Сложилась поразительная ситуация: она, врач-гомеопат чувствует, что это нехорошо, а я, богослов, уговариваю ее, что этим, кажется, можно заниматься. Но проблема-то здесь действительно серьезнейшая: ни один гомеопат не в состоянии объяснить механизм гомеопатического метода лечения. Это напоминает собачек Павлова. Возможно, собачка осознает: если гавкнуть сюда и носом нажать эту кнопку, тебе дадут кусок мяса, но как эта кнопка связана с упавшим в миску мясом, она не знает.

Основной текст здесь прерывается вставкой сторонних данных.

//! Shared subprocess governance.
//!
//! Provides [`run_command`], which spawns a prepared
//! [`tokio::process::Command`], feeds it stdin, drains and caps both output
//! streams, and enforces a wall-clock deadline. The child is placed in its
//! own process group so the whole tree can be killed at once.

use std::process::Stdio;
use std::time::{Duration, Instant};

use tokio::io::{AsyncRead, AsyncReadExt, AsyncWriteExt};
use tokio::process::Command;
use tokio::task::JoinHandle;

/// Read buffer size used while draining output streams.
const READ_CHUNK_BYTES: usize = 8 * 1024;

/// How long output pipes may stay open after the child exits before the
/// remaining process group is killed.
const DRAIN_GRACE: Duration = Duration::from_millis(100);

/// Captured output from a process that exited before its deadline.
#[derive(Debug, Clone)]
pub struct ProcessOutput {
    /// Stdout, capped at the configured byte limit.
    pub stdout: String,
    /// Stderr, capped at the configured byte limit.
    pub stderr: String,
    /// Process exit code (`-1` if killed by signal).
    pub exit_code: i32,
    /// Wall-clock duration in milliseconds.
    pub duration_ms: u64,
}

/// How a governed process finished.
#[derive(Debug)]
pub enum ProcessOutcome {
    /// The process exited on its own.
    Exited(ProcessOutput),
    /// The deadline fired and the process group was killed.
    TimedOut {
        /// Elapsed wall-clock time before the kill.
        elapsed_ms: u64,
    },
}

/// Spawn `cmd`, write `stdin` to it, and wait at most `timeout`.
///
/// Both output streams are read to EOF so a verbose child never blocks on a
/// full pipe, but only the first `output_cap` bytes of each are kept. Once
/// the child times out, or exits while descendants still hold its output
/// pipes, the rest of its process group is killed.
pub async fn run_command(
    cmd: &mut Command,
    stdin: Vec<u8>,
    timeout: Duration,
    output_cap: usize,
) -> std::io::Result<ProcessOutcome> {
    cmd.stdin(Stdio::piped())
        .stdout(Stdio::piped())
        .stderr(Stdio::piped())
        .kill_on_drop(true);

    #[cfg(unix)]
    cmd.process_group(0);

    let start = Instant::now();

    let mut child = cmd.spawn()?;
    let pid = child.id();

    // Stdin is written from its own task so a child that produces output
    // before consuming its input cannot deadlock against us.
    let stdin_task = child.stdin.take().map(|mut pipe| {
        tokio::spawn(async move {
            // The process may exit without reading its input.
            let _ = pipe.write_all(&stdin).await;
            let _ = pipe.shutdown().await;
        })
    });

    let mut stdout_task = tokio::spawn(read_capped(child.stdout.take(), output_cap));
    let mut stderr_task = tokio::spawn(read_capped(child.stderr.take(), output_cap));

    let wait_result = tokio::time::timeout(timeout, child.wait()).await;

    match wait_result {
        Ok(Ok(status)) => {
            let duration_ms = start.elapsed().as_millis() as u64;
            // The leader is already reaped, so its pid is only safe to
            // signal as a group while a descendant keeps the group alive. A
            // pipe still open after the grace period proves one does.
            let grace = tokio::time::Instant::now() + DRAIN_GRACE;
            let mut group_killed = false;
            let stdout_bytes = match join_before(&mut stdout_task, grace).await {
                Some(bytes) => bytes,
                None => {
                    kill_process_group(pid);
                    group_killed = true;
                    stdout_task.await.unwrap_or_default()
                }
            };
            let stderr_bytes = match join_before(&mut stderr_task, grace).await {
                Some(bytes) => bytes,
                None => {
                    if !group_killed {
                        kill_process_group(pid);
                    }
                    stderr_task.await.unwrap_or_default()
                }
            };
            if let Some(task) = stdin_task {
                task.abort();
            }

            Ok(ProcessOutcome::Exited(ProcessOutput {
                stdout: decode_capped(&stdout_bytes, output_cap),
                stderr: decode_capped(&stderr_bytes, output_cap),
                exit_code: status.code().unwrap_or(-1),
                duration_ms,
            }))
        }
        Ok(Err(e)) => {
            let _ = child.start_kill();
            abort_all(stdin_task, stdout_task, stderr_task);
            Err(e)
        }
        Err(_elapsed) => {
            kill_process_group(pid);
            let _ = child.kill().await;
            abort_all(stdin_task, stdout_task, stderr_task);
            Ok(ProcessOutcome::TimedOut {
                elapsed_ms: start.elapsed().as_millis() as u64,
            })
        }
    }
}

/// Output of a reader task, or `None` if it is still running at `deadline`.
async fn join_before(
    task: &mut JoinHandle<Vec<u8>>,
    deadline: tokio::time::Instant,
) -> Option<Vec<u8>> {
    tokio::time::timeout_at(deadline, task)
        .await
        .ok()
        .map(Result::unwrap_or_default)
}

fn abort_all(
    stdin_task: Option<JoinHandle<()>>,
    stdout_task: JoinHandle<Vec<u8>>,
    stderr_task: JoinHandle<Vec<u8>>,
) {
    if let Some(task) = stdin_task {
        task.abort();
    }
    stdout_task.abort();
    stderr_task.abort();
}

/// Send SIGKILL to every process in the group led by `pid`.
#[cfg(unix)]
fn kill_process_group(pid: Option<u32>) {
    let Some(pgid) = pid.and_then(|p| libc::pid_t::try_from(p).ok()) else {
        return;
    };
    // SAFETY: killpg only takes integer arguments; an empty group yields ESRCH.
    unsafe {
        libc::killpg(pgid, libc::SIGKILL);
    }
}

#[cfg(not(unix))]
fn kill_process_group(_pid: Option<u32>) {}

/// Read a stream to EOF, keeping at most `cap` bytes.
async fn read_capped<R: AsyncRead + Unpin>(handle: Option<R>, cap: usize) -> Vec<u8> {
    let mut kept = Vec::new();
    let Some(mut handle) = handle else {
        return kept;
    };
    let mut chunk = vec![0u8; READ_CHUNK_BYTES];
    loop {
        match handle.read(&mut chunk).await {
            Ok(0) | Err(_) => break,
            Ok(n) => {
                let room = cap.saturating_sub(kept.len());
                kept.extend_from_slice(&chunk[..n.min(room)]);
            }
        }
    }
    kept
}

/// Decode captured bytes as UTF-8, never exceeding `cap` bytes.
///
/// A multi-byte character split by the cap is dropped rather than replaced.
pub fn decode_capped(bytes: &[u8], cap: usize) -> String {
    let bytes = &bytes[..bytes.len().min(cap)];
    let bytes = &bytes[..bytes.len() - incomplete_suffix_len(bytes)];
    let mut text = String::from_utf8_lossy(bytes).into_owned();
    if text.len() > cap {
        let mut end = cap;
        while !text.is_char_boundary(end) {
            end -= 1;
        }
        text.truncate(end);
    }
    text
}

/// Length of a trailing UTF-8 sequence that was cut short.
fn incomplete_suffix_len(bytes: &[u8]) -> usize {
    for back in 1..=bytes.len().min(3) {
        let byte = bytes[bytes.len() - back];
        if byte & 0b1100_0000 == 0b1000_0000 {
            continue;
        }
        let width = match byte {
            0xC0..=0xDF => 2,
            0xE0..=0xEF => 3,
            0xF0..=0xF7 => 4,
            _ => 1,
        };
        return if width > back { back } else { 0 };
    }
    0
}

// ---------------------------------------------------------------------------
// Tests
// ---------------------------------------------------------------------------
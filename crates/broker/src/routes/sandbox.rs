use axum::routing::post;
use axum::Router;

use crate::handlers::sandbox;
use crate::state::AppState;

/// Execution routes.
///
/// ```text
/// POST /run    -> run_code
/// POST /exec   -> run_process
/// ```
pub fn router() -> Router<AppState> {
    Router::new()
        .route("/run", post(sandbox::run_code))
        .route("/exec", post(sandbox::run_process))
}
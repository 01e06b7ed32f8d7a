//! Sandbox execution handlers.
//!
//! Each request launches exactly one container and holds the handler task
//! until it exits or its deadline fires. A non-zero program exit is a normal
//! 200 response; only launch failures map to errors.

use axum::extract::State;
use axum::Json;
use sandbox_core::error::validate;
use sandbox_core::execution::{ExecutionRequest, ExecutionResult, ProcessRequest};

use crate::error::AppResult;
use crate::state::AppState;

/// POST /run
///
/// Feed `code` to the sandbox interpreter on stdin.
pub async fn run_code(
    State(state): State<AppState>,
    Json(input): Json<ExecutionRequest>,
) -> AppResult<Json<ExecutionResult>> {
    validate(&input)?;

    let code_bytes = input.code.len();
    let timeout_s = input.limits.timeout_s;
    let result = state.executor.run_code(input).await?;

    log_result("run", code_bytes, timeout_s, &result);
    Ok(Json(result))
}

/// POST /exec
///
/// Run an explicit argv inside the sandbox with the given stdin.
pub async fn run_process(
    State(state): State<AppState>,
    Json(input): Json<ProcessRequest>,
) -> AppResult<Json<ExecutionResult>> {
    validate(&input)?;

    let stdin_bytes = input.stdin.len();
    let timeout_s = input.limits.timeout_s;
    let result = state.executor.run_process(input).await?;

    log_result("exec", stdin_bytes, timeout_s, &result);
    Ok(Json(result))
}

fn log_result(kind: &'static str, input_bytes: usize, timeout_s: u32, result: &ExecutionResult) {
    if result.is_timeout() {
        tracing::warn!(kind, input_bytes, timeout_s, "Sandbox run timed out");
    } else {
        tracing::info!(
            kind,
            input_bytes,
            exit_code = result.exit_code,
            stdout_bytes = result.stdout.len(),
            stderr_bytes = result.stderr.len(),
            "Sandbox run finished",
        );
    }
}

Честно сказать, я всегда боюсь оказаться в положении собачек Павлова, когда мы что-то делаем, эффект происходит, но непонятно, откуда он пришел. Точно ли здесь присутствуют материальные механизмы взаимодействия или есть какая-то психотерапия, которая, возможно, граничит с каким-то духовным и религиозным взаимодействием (вполне вероятно, не христианским)? Что за «черный ящик» там спрятан? Именно наличие этого «черного ящика» гомеопатии не позволяет сказать, что здесь все ясно и безопасно. Тем более сегодня видно, насколько легко гомеопатия интерпретируется в рамках модного оккультного жаргона, включающего все те же «энерго-информационные носители», «мыслеформы» и т. д. Да и сами гомеопаты слишком часто прибегают к оккультному истолкованию своих методов…

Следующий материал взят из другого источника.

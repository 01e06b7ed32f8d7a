//! Request and result types exchanged with the execution broker.
//!
//! Bodies are bounds-checked with [`validator`] before a sandbox is
//! launched. Every field of [`ResourceLimits`] has its own default so a
//! caller may omit any subset of them.

use serde::{Deserialize, Serialize};
use validator::Validate;

/// Exit code reported when a process overruns its deadline.
pub const TIMEOUT_EXIT_CODE: i32 = 124;

/// Stderr text reported alongside [`TIMEOUT_EXIT_CODE`].
pub const TIMEOUT_STDERR: &str = "TIMEOUT";

/// Default per-stream output cap in bytes.
pub const DEFAULT_OUTPUT_CAP: usize = 32_768;

pub const DEFAULT_TIMEOUT_S: u32 = 6;
pub const DEFAULT_MEM_MB: u32 = 512;
pub const DEFAULT_CPUS: f64 = 1.0;

fn default_timeout_s() -> u32 {
    DEFAULT_TIMEOUT_S
}

fn default_mem_mb() -> u32 {
    DEFAULT_MEM_MB
}

fn default_cpus() -> f64 {
    DEFAULT_CPUS
}

/// Resource ceilings applied to a single sandbox run.
#[derive(Debug, Clone, Copy, PartialEq, Serialize, Deserialize, Validate)]
pub struct ResourceLimits {
    /// Requested wall-clock deadline in seconds.
    #[serde(default = "default_timeout_s")]
    #[validate(range(min = 1, max = 30))]
    pub timeout_s: u32,
    /// Memory ceiling in MiB.
    #[serde(default = "default_mem_mb")]
    #[validate(range(min = 64, max = 4096))]
    pub mem_mb: u32,
    /// CPU share (fractional cores).
    #[serde(default = "default_cpus")]
    #[validate(range(min = 0.1, max = 2.0))]
    pub cpus: f64,
}

impl Default for ResourceLimits {
    fn default() -> Self {
        Self {
            timeout_s: DEFAULT_TIMEOUT_S,
            mem_mb: DEFAULT_MEM_MB,
            cpus: DEFAULT_CPUS,
        }
    }
}

/// Body of `POST /run`: interpreter source fed to the sandbox on stdin.
#[derive(Debug, Clone, Serialize, Deserialize, Validate)]
pub struct ExecutionRequest {
    #[serde(default)]
    pub code: String,
    #[serde(flatten)]
    #[validate(nested)]
    pub limits: ResourceLimits,
}

/// Body of `POST /exec`: an explicit argv run inside the sandbox.
#[derive(Debug, Clone, Serialize, Deserialize, Validate)]
pub struct ProcessRequest {
    #[validate(length(min = 1, message = "argv must name a program"))]
    pub argv: Vec<String>,
    #[serde(default)]
    pub stdin: String,
    #[serde(flatten)]
    #[validate(nested)]
    pub limits: ResourceLimits,
}

/// Outcome of one sandbox run, as returned by the broker.
#[derive(Debug, Clone, PartialEq, Eq, Serialize, Deserialize)]
pub struct ExecutionResult {
    pub stdout: String,
    pub stderr: String,
    pub exit_code: i32,
}

impl ExecutionResult {
    /// The synthetic result for a run killed at its deadline.
    pub fn timed_out() -> Self {
        Self {
            stdout: String::new(),
            stderr: TIMEOUT_STDERR.to_string(),
            exit_code: TIMEOUT_EXIT_CODE,
        }
    }

    pub fn is_timeout(&self) -> bool {
        self.exit_code == TIMEOUT_EXIT_CODE && self.stderr == TIMEOUT_STDERR
    }
}

/// Result of a nested shell, printed as JSON by the shell wrapper.
#[derive(Debug, Clone, Default, PartialEq, Eq, Serialize, Deserialize)]
pub struct InnerShellResult {
    #[serde(default)]
    pub stdout: String,
    #[serde(default)]
    pub stderr: String,
    #[serde(default)]
    pub exit_code: i32,
}

impl InnerShellResult {
    /// Decode the wrapper's stdout. Only a JSON object is accepted.
    pub fn from_stdout(text: &str) -> Option<Self> {
        let value: serde_json::Value = serde_json::from_str(text).ok()?;
        if !value.is_object() {
            return None;
        }
        serde_json::from_value(value).ok()
    }
}

// ---------------------------------------------------------------------------
// Tests
// ---------------------------------------------------------------------------

#[cfg(test)]
mod tests {
    use assert_matches::assert_matches;

    use super::*;
    use crate::error::{validate, CoreError};

    #[test]
    fn missing_limits_take_defaults() {
        let req: ExecutionRequest = serde_json::from_str(r#"{"code": "print(1)"}"#).unwrap();
        assert_eq!(req.code, "print(1)");
        assert_eq!(req.limits, ResourceLimits::default());
        assert_eq!(req.limits.timeout_s, 6);
        assert_eq!(req.limits.mem_mb, 512);
    }

    #[test]
    fn limits_default_independently() {
        let req: ExecutionRequest =
            serde_json::from_str(r#"{"code": "", "mem_mb": 1024, "cpus": 2}"#).unwrap();
        assert_eq!(req.limits.timeout_s, DEFAULT_TIMEOUT_S);
        assert_eq!(req.limits.mem_mb, 1024);
        assert!((req.limits.cpus - 2.0).abs() < f64::EPSILON);
    }

    #[test]
    fn empty_body_is_a_valid_request() {
        let req: ExecutionRequest = serde_json::from_str("{}").unwrap();
        assert!(req.code.is_empty());
        assert!(validate(&req).is_ok());
    }

    #[test]
    fn bounds_are_inclusive() {
        let low = ResourceLimits {
            timeout_s: 1,
            mem_mb: 64,
            cpus: 0.1,
        };
        let high = ResourceLimits {
            timeout_s: 30,
            mem_mb: 4096,
            cpus: 2.0,
        };
        assert!(validate(&low).is_ok());
        assert!(validate(&high).is_ok());
    }

    #[test]
    fn out_of_range_limits_are_rejected() {
        let cases = [
            r#"{"timeout_s": 0}"#,
            r#"{"timeout_s": 31}"#,
            r#"{"mem_mb": 32}"#,
            r#"{"mem_mb": 8192}"#,
            r#"{"cpus": 0.05}"#,
            r#"{"cpus": 4.0}"#,
        ];
        for body in cases {
            let req: ExecutionRequest = serde_json::from_str(body).unwrap();
            assert_matches!(validate(&req), Err(CoreError::Validation(_)), "{body}");
        }
    }

    #[test]
    fn process_request_requires_argv() {
        let req: ProcessRequest = serde_json::from_str(r#"{"argv": []}"#).unwrap();
        let err = validate(&req).unwrap_err();
        assert!(err.to_string().contains("argv"));

        let req: ProcessRequest =
            serde_json::from_str(r#"{"argv": ["/bin/sh", "-c", "true"]}"#).unwrap();
        assert!(validate(&req).is_ok());
        assert!(req.stdin.is_empty());
    }

    #[test]
    fn timed_out_result_is_canonical() {
        let result = ExecutionResult::timed_out();
        assert_eq!(result.exit_code, 124);
        assert_eq!(result.stderr, "TIMEOUT");
        assert!(result.stdout.is_empty());
        assert!(result.is_timeout());
    }

    #[test]
    fn inner_result_parses_full_triple() {
        let inner =
            InnerShellResult::from_stdout(r#"{"stdout": "hi\n", "stderr": "", "exit_code": 7}"#)
                .expect("should parse");
        assert_eq!(inner.stdout, "hi\n");
        assert_eq!(inner.exit_code, 7);
    }

    #[test]
    fn inner_result_defaults_missing_fields() {
        let inner = InnerShellResult::from_stdout(r#"{"stdout": "x"}"#).expect("should parse");
        assert_eq!(inner.stderr, "");
        assert_eq!(inner.exit_code, 0);
    }

    #[test]
    fn inner_result_rejects_non_objects() {
        assert!(InnerShellResult::from_stdout("hello").is_none());
        assert!(InnerShellResult::from_stdout("42").is_none());
        assert!(InnerShellResult::from_stdout(r#"["a", "b", 1]"#).is_none());
        assert!(InnerShellResult::from_stdout(r#"{"exit_code": "seven"}"#).is_none());
    }
}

Ситуацию с иглорефлексотерапия я бы уподобил городу, захваченному варварами. Представьте, что какой-нибудь город захватили совершеннейшие варвары, не знающие, что такое электрический свет. А в этом городе работает автономная атомная станция, которая сто лет проработает без контроля. Свет кое-где есть, не все провода оборваны. И вот эти варвары со временем замечают, что если нажать вон ту кнопочку, то вот здесь зажигается лампочка. Они четко понимают, что какая-то связь здесь есть, но они не знают, как связана кнопка и лампочка. И тогда они разрабатывают свою мифологию: дух этой двери влияет на дух Солнца и если плюнув через левое плечо и на правой ноге проскакав комнату по диагонали поднести к окну связку жертвенных бананов, вот тогда можно нажать вот эту кнопочку — и бог Солнца пошлет свою частичку вот в тот светильник под потолком. В основе мифа могут лежать вполне реальные наблюдения, на которые наслоились объясняющие потуги мифологии. Мне кажется, с иглотерапией похожая вещь. Со временем, наверно, возникнут вполне материалистические объяснения связей между внешними покровами и внутренними органами (в конце концов они развились из одной и той же изначальной клеточки эмбриона). Поэтому если врач использует иглотерапию без использования китайской философии, я думаю, что он не согрешает.
Относительно гипноза — опять все зависит от того кто и с какой целью его использует. Одно дело чисто медицинский гипноз, когда задача избавить человека от какого-то навязчивого воспоминания о некоей травме… Но в целом у Церкви негативное отношение к любым ситуациям, когда ты входишь в состояние, которое ты сам не контролируешь. Надо быть чрезвычайно разборчивым, и уж тем более когда тебя пробуют гипнотизировать люди типа Алана Чумака или Кашпировского, то уж здесь ни в коем случае открываться перед ними нельзя.